= Sir Dennis Boles, 1st Baronet =

British politician (1861–1935)

Boles in 1919.

Sir Dennis Fortescue Boles, 1st Baronet CBE, DL (6 September 1861 – 26 July 1935) was a British Conservative politician.

== Biography ==
Boles was the son of Reverend James Thomas Boles of Ryll Court, Exmouth, Devon. He was educated at Bradfield College and Exeter College, Oxford. Sir Dennis entered Parliament in 1911, upon the elevation to the peerage of Lord St Audries, was returned to Parliament for Wellington, Somerset, in 1911, a seat he held until 1918, and then sat for Taunton from 1918 to 1921. Apart from his political career, Boles was also Lieutenant-Colonel commanding the 3rd (Special Reserve) Battalion, Devonshire Regiment, from 1910, a Justice of the Peace and Deputy Lieutenant of Somerset and for 1923 the High Sheriff of Somerset. He was made a CBE in 1919 and in 1922 he has created a baronet, of Bishop's Lydeard in the County of Somerset.

Boles married Beatrice, daughter of John Lysaght, in 1894. He died in July 1935, aged 74, and was succeeded in the baronetcy by his second but eldest surviving son Gerald. His eldest son, 2nd Lt. Hastings Fortescue Boles, was killed in action in France on 24 May 1915 while serving with the Royal Flying Corps. Lady Boles died in 1939.

Sir Dennis was also a cricketer, and did much to popularise the Exmouth Club. He was a former president of Somerset County Cricket Club. During two and a half years of the Great War he commanded his Special Reserve battalion of the Devonshire Regiment training thousands of reinforcements for the regiment, from which he retired in February 1917 after 32 years of service. His total command was seven years, and on his retirement he was specially mentioned by the Secretary at War for his valuable services.

Sir Dennis founded two private hunting packs, which were for some years run entirely at his own expense.
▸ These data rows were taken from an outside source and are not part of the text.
use crate::{Family, boards::BoardInfo};

#[derive(Debug, Default, Clone)]
pub struct SAMD51;

impl BoardInfo for SAMD51 {
    fn family_id(&self) -> u32 {
        Family::SAMD51.id()
    }

    fn start_address(&self) -> u32 {
        APP_START_SAMD51
    }

    fn board_name(&self) -> String {
        "samd51".to_string()
    }
}

/// The bootloader occupies the first 16 KiB of flash
pub const APP_START_SAMD51: u32 = 0x00004000;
In 1931, he resigned the Mastership of the Quantock Staghounds, but continued as popular leader of the West Somerset Hunt, where he completed 31 years' Mastership — a record.

Up to his death Sir Dennis was president of Taunton Division Conservative Association, and in August 1917 succeeded Lord St. Audries as president of the West Somerset Farmers' Club. He was High Sheriff of Somerset in 1923. Sir Dennis was a supporter of the Taunton and Somerset Hospital, of which he was a life-governor, and he had been president on two occasions. He was also president of Taunton Motor Club, Assistant County Commissioner for the Boy Scouts and Chairman of the Bishops Lydeard Bank.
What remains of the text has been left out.